• _Exercise_: Restrict the output to the lines below starting at the one that contains "pub fn to_bits(self)" and ending at the one that contains "set(self.hung, Self::HUNG);", and restate them word for word, both ends included.

• _Provided material_:
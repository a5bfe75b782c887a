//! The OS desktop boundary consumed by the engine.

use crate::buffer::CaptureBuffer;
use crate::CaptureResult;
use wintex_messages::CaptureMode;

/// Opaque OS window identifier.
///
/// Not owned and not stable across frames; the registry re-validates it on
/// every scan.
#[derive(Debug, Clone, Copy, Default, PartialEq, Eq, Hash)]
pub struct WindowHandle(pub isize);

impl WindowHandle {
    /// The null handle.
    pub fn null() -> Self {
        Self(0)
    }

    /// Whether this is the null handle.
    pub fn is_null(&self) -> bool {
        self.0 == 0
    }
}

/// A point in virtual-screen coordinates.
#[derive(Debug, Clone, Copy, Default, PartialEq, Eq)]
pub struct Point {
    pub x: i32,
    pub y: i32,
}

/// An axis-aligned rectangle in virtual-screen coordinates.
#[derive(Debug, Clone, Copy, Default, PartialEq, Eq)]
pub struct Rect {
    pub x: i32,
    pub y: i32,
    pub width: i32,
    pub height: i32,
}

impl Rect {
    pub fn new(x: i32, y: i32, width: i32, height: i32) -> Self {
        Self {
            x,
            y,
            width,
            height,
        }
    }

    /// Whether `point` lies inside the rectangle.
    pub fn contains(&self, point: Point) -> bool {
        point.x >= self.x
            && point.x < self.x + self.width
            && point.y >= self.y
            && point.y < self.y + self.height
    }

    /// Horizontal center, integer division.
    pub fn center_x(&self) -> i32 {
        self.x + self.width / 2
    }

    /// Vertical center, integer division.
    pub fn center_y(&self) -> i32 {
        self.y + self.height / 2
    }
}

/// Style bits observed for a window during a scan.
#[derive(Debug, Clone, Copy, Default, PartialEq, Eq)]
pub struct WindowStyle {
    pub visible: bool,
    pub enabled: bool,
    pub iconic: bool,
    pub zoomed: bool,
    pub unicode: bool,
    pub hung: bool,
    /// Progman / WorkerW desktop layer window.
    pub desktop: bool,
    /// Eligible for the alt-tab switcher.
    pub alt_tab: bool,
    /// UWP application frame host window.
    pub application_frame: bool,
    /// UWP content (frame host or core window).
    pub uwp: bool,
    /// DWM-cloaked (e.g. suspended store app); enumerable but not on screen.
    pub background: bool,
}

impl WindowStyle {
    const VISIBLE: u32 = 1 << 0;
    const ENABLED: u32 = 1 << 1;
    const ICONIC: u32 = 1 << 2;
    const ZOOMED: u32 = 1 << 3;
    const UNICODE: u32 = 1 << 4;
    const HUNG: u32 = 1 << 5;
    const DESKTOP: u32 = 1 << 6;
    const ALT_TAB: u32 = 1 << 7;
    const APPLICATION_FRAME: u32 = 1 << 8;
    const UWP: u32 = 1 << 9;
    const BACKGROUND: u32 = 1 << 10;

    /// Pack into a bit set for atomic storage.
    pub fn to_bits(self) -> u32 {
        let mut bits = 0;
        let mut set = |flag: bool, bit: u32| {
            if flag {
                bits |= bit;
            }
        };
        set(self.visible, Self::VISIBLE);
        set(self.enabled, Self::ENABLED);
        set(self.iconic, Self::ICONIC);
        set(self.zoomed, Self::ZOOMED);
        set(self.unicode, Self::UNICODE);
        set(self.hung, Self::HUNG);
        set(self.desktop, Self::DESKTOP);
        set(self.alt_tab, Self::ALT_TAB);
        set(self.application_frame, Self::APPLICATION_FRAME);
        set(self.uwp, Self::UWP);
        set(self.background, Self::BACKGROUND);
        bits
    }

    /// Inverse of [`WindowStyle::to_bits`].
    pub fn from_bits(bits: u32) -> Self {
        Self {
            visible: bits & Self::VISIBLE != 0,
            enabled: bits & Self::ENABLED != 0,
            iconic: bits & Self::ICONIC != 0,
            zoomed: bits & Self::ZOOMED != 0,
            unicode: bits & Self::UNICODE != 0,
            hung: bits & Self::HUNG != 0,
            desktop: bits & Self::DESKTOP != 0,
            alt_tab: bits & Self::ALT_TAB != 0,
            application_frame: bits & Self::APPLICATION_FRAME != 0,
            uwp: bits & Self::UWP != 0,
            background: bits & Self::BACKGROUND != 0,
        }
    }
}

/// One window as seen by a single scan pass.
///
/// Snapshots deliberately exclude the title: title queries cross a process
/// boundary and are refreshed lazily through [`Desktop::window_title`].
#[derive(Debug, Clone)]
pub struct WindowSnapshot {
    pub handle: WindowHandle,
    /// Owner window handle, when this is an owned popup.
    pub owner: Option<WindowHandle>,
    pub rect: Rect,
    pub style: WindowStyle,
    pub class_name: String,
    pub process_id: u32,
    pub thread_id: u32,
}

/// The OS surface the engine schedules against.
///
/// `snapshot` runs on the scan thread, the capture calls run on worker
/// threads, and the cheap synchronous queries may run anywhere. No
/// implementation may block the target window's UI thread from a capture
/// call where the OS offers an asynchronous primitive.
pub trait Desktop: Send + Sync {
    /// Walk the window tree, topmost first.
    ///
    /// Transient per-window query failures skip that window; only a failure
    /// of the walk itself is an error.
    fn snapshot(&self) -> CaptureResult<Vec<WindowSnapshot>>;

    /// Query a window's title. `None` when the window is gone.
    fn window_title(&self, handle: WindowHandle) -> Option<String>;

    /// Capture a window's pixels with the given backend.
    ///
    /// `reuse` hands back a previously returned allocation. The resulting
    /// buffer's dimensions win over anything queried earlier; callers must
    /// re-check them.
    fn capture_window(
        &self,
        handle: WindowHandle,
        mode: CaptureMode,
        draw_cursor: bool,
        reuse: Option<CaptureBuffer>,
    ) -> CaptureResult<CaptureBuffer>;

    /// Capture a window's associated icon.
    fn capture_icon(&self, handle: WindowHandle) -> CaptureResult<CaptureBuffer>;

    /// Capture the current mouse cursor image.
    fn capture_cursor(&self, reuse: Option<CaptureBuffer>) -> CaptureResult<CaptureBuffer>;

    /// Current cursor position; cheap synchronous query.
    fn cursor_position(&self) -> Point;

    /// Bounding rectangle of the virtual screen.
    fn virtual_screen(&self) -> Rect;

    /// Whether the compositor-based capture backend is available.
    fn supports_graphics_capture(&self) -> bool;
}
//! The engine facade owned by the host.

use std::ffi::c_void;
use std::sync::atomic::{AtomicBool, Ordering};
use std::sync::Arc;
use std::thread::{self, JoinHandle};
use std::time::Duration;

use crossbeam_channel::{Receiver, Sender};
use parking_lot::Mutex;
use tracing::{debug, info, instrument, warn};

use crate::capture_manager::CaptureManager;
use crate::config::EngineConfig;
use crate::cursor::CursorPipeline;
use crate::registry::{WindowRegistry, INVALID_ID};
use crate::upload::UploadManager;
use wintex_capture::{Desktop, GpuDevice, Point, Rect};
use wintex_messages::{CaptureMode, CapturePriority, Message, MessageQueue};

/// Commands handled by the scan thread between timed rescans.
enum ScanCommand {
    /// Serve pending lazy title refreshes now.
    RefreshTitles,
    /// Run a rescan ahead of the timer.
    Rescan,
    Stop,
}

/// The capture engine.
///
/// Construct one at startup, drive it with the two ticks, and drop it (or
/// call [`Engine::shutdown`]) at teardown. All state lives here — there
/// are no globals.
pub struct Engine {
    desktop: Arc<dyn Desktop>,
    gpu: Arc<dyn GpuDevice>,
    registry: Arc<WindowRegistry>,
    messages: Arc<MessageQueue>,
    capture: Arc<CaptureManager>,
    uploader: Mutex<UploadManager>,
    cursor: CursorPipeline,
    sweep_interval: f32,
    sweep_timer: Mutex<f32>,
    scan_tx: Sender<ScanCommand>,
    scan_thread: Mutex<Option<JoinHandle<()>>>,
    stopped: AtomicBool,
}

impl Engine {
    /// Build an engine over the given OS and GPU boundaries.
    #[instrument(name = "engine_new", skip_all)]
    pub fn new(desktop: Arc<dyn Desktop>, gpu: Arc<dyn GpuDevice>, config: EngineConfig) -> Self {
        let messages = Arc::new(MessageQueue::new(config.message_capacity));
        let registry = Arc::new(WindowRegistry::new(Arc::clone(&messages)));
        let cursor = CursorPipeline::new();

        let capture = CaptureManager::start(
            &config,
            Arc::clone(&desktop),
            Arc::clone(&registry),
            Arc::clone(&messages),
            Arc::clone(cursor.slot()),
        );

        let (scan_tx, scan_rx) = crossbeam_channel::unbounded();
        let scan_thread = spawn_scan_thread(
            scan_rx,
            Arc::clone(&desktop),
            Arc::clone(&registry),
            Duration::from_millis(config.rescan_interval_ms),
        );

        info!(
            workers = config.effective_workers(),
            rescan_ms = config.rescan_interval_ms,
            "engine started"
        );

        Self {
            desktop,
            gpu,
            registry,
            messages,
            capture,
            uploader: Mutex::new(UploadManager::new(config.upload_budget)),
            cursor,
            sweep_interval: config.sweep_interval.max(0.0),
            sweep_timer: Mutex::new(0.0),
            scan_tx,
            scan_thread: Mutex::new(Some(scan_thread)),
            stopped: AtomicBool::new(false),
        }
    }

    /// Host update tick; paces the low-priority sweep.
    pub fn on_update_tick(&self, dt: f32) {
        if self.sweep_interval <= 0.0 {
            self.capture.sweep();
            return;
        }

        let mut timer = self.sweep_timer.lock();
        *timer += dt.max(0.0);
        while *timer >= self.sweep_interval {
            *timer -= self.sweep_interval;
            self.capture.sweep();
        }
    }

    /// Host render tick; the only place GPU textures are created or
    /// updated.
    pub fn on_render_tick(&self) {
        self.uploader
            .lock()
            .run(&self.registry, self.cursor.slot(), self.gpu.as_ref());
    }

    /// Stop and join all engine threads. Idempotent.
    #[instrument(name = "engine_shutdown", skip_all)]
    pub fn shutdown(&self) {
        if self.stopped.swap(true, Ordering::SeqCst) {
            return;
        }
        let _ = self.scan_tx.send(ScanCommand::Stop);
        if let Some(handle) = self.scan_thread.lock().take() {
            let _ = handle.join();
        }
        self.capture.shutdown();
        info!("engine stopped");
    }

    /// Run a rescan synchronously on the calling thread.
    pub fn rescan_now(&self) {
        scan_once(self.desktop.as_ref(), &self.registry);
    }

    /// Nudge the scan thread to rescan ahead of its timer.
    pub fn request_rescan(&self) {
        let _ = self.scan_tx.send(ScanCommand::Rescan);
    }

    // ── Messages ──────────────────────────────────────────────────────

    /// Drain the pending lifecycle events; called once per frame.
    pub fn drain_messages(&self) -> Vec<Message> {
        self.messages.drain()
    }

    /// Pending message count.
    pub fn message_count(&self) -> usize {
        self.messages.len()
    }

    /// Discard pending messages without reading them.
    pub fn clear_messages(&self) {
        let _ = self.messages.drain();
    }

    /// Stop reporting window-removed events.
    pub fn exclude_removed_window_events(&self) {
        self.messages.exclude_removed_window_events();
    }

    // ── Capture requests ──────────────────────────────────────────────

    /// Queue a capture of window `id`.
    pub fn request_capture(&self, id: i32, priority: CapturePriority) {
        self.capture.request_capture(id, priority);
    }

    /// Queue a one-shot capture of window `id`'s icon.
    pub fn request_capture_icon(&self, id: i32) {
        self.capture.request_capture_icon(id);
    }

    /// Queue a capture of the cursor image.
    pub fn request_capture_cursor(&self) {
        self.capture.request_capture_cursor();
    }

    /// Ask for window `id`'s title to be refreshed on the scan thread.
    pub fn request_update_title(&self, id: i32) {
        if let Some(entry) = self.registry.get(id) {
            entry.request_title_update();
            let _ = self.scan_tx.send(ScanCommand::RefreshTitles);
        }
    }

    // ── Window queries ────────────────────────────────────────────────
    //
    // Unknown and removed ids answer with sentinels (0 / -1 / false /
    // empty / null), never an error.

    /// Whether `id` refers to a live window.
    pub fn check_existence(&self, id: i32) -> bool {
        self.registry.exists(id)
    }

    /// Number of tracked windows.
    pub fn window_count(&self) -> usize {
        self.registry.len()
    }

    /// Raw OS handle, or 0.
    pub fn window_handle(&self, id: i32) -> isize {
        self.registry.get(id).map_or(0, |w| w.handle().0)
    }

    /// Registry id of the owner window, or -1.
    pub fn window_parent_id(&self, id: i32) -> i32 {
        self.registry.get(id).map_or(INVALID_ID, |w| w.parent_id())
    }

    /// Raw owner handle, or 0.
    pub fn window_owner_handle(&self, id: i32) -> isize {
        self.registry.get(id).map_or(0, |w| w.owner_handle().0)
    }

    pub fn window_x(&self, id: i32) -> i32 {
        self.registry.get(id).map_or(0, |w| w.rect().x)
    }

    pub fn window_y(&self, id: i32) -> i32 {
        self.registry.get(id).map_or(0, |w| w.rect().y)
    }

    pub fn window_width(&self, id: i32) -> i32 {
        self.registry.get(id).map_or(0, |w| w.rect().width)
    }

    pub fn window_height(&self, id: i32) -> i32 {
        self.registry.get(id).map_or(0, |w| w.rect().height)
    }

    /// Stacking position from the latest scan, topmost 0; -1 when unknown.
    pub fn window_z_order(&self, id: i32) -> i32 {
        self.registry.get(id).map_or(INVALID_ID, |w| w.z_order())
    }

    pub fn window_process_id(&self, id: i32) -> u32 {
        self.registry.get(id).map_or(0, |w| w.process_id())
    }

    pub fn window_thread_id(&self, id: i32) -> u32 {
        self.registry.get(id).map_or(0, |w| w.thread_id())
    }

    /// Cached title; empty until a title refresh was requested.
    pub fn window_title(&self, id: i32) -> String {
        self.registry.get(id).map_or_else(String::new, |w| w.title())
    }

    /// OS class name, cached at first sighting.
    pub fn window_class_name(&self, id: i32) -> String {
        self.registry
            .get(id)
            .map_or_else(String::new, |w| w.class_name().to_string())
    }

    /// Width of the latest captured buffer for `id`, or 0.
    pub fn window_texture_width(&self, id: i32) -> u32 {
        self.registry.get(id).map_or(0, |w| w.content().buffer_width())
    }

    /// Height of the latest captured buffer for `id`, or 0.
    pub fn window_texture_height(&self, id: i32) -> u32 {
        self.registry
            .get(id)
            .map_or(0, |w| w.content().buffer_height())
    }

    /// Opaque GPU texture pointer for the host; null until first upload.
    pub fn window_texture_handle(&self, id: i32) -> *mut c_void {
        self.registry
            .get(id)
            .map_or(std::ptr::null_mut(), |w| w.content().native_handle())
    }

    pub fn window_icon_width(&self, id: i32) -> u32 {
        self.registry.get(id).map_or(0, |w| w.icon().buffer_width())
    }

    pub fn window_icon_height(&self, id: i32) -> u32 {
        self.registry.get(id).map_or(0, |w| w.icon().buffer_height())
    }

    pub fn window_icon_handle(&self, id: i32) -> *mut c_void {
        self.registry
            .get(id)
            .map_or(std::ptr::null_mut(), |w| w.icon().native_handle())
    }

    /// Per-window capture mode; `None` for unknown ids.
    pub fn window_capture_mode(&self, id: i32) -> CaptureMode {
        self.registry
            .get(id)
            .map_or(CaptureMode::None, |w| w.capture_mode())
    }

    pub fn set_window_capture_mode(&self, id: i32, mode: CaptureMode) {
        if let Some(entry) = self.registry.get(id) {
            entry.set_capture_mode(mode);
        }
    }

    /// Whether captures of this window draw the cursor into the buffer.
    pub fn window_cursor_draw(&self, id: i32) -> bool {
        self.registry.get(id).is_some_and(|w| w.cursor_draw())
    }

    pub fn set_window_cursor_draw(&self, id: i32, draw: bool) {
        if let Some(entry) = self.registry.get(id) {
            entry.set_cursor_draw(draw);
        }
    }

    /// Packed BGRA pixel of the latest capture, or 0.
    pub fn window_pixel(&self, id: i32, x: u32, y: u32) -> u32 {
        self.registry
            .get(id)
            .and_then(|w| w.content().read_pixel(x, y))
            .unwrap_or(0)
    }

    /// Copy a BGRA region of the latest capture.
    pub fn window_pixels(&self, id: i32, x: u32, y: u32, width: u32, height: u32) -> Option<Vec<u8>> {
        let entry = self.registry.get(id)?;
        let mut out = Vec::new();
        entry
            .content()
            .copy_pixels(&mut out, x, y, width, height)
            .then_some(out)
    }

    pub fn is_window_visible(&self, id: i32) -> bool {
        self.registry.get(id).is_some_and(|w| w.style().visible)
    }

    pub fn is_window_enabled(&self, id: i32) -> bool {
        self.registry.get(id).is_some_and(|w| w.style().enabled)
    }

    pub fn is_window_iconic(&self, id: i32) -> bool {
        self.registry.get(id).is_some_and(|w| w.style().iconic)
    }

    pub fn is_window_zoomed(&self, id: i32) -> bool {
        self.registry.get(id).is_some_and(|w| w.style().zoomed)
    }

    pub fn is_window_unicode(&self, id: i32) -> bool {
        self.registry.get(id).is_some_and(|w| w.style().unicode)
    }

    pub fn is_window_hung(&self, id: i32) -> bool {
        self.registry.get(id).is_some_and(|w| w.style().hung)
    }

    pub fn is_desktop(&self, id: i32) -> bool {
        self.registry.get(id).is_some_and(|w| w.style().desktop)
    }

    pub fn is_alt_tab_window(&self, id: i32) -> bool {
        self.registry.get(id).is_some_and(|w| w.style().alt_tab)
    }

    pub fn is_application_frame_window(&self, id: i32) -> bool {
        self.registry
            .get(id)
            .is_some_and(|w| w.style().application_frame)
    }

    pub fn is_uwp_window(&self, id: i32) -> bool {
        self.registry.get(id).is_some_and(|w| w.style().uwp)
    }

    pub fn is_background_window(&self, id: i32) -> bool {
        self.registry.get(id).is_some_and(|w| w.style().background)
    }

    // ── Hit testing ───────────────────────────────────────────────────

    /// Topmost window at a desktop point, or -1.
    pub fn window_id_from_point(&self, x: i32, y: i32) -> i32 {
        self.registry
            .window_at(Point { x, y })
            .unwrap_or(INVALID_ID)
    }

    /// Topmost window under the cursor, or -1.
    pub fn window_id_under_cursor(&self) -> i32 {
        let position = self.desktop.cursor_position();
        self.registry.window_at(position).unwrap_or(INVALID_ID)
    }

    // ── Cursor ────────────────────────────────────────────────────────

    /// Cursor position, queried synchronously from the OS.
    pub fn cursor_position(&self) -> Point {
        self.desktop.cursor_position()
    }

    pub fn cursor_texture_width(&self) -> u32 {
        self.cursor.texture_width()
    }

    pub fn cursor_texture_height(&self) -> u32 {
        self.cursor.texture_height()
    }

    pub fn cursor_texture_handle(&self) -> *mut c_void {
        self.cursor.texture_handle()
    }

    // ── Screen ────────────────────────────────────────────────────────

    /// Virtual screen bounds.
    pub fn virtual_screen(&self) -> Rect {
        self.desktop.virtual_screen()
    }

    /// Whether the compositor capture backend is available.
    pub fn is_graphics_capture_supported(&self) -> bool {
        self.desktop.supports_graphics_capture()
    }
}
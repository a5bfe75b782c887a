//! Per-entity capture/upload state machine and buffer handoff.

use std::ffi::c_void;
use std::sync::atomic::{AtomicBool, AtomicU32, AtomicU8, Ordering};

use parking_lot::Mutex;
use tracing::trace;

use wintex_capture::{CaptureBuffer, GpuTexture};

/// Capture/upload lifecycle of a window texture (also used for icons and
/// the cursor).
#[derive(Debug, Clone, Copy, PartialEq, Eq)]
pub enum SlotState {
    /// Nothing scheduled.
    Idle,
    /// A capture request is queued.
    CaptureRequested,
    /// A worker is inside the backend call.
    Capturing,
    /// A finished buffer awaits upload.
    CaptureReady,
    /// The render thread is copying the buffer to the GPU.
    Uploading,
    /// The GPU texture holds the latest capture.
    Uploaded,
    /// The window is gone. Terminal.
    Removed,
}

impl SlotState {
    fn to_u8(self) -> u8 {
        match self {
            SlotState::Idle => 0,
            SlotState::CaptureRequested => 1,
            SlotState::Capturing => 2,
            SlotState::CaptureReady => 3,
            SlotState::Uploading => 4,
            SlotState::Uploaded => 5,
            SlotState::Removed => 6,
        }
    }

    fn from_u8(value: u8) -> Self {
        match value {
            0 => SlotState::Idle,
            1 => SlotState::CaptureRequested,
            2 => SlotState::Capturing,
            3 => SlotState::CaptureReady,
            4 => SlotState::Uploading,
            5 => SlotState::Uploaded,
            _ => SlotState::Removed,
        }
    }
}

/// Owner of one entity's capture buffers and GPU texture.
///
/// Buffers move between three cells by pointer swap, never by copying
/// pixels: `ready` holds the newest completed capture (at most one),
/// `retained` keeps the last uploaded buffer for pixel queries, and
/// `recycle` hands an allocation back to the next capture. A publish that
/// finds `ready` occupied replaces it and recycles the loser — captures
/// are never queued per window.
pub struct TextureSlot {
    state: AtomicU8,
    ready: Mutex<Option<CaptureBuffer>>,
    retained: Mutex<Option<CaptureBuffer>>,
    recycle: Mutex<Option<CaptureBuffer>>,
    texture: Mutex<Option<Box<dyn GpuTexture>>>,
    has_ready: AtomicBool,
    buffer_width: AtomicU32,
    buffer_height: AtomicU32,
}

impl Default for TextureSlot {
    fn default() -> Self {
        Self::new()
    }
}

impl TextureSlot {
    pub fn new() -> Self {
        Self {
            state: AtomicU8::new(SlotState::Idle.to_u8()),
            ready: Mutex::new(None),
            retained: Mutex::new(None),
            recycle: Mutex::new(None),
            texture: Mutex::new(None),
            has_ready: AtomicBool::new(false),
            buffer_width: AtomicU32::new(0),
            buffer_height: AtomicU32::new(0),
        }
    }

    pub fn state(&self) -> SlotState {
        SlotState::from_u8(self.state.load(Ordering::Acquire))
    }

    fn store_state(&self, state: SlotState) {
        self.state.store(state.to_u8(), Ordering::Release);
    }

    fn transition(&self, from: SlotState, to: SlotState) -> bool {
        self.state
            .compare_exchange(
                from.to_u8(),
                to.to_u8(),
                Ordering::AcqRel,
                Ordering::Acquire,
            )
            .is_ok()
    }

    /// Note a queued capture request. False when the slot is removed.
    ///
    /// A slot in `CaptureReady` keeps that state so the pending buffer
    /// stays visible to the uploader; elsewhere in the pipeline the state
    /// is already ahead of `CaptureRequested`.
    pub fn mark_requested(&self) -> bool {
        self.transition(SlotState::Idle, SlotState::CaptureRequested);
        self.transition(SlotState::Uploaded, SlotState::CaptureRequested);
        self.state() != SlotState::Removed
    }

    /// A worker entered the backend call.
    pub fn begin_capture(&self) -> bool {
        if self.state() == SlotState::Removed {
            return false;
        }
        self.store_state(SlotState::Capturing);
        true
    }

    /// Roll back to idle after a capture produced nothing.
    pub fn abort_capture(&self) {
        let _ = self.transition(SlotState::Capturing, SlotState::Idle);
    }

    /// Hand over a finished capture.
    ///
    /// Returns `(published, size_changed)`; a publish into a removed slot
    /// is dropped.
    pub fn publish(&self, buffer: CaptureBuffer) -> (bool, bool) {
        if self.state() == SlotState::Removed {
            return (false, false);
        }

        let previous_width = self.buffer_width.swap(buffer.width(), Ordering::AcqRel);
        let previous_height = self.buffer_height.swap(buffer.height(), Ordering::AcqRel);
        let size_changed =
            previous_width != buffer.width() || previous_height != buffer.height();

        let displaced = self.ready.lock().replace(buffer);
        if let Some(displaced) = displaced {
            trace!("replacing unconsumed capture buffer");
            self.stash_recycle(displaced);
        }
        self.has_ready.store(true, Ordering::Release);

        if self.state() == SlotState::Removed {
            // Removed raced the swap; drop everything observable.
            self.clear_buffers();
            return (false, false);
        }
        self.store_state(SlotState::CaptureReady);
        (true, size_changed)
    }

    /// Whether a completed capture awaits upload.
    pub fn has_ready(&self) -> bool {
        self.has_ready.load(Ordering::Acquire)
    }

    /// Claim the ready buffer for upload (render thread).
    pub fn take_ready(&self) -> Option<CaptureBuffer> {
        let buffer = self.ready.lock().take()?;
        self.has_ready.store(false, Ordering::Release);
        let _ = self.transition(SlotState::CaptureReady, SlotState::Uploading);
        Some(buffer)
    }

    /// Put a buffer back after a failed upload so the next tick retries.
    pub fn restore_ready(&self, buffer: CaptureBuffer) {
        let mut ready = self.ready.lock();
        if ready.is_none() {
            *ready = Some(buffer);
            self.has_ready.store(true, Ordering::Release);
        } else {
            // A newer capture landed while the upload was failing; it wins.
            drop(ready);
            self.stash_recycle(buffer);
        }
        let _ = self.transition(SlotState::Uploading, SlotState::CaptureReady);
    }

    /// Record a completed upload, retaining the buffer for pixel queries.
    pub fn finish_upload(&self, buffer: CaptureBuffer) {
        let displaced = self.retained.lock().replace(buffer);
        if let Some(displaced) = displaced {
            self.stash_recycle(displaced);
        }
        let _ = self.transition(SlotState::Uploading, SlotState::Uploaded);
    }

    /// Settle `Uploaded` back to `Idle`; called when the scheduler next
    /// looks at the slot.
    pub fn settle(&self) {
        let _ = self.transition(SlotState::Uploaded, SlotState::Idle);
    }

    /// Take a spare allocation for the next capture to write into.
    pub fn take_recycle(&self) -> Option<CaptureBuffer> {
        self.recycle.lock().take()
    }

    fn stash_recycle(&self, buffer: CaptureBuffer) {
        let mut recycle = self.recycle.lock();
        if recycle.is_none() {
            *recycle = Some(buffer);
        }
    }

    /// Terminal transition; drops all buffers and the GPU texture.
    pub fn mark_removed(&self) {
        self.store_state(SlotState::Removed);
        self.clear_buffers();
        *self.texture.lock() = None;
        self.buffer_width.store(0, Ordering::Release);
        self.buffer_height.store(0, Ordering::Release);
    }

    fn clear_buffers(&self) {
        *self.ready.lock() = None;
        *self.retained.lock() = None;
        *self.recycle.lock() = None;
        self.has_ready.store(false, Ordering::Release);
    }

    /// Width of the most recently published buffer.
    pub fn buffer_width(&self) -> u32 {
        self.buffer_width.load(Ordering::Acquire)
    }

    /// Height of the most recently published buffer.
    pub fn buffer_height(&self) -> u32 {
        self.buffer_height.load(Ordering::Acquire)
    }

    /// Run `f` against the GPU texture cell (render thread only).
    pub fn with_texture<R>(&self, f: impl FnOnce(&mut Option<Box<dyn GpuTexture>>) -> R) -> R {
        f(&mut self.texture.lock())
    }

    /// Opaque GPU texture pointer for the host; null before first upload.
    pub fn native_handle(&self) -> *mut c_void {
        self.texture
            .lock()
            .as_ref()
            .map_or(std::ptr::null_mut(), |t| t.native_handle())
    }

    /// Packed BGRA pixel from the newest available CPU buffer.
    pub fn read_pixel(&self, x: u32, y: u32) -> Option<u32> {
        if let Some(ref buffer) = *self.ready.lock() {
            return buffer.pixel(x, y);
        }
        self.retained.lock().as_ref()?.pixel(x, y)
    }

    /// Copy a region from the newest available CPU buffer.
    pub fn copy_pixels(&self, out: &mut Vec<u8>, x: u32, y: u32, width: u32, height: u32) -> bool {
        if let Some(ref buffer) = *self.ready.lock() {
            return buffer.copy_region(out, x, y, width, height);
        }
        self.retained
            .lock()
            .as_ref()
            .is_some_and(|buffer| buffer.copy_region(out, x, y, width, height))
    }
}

• _Exercise output_:
    pub fn to_bits(self) -> u32 {
        let mut bits = 0;
        let mut set = |flag: bool, bit: u32| {
            if flag {
                bits |= bit;
            }
        };
        set(self.visible, Self::VISIBLE);
        set(self.enabled, Self::ENABLED);
        set(self.iconic, Self::ICONIC);
        set(self.zoomed, Self::ZOOMED);
        set(self.unicode, Self::UNICODE);
        set(self.hung, Self::HUNG);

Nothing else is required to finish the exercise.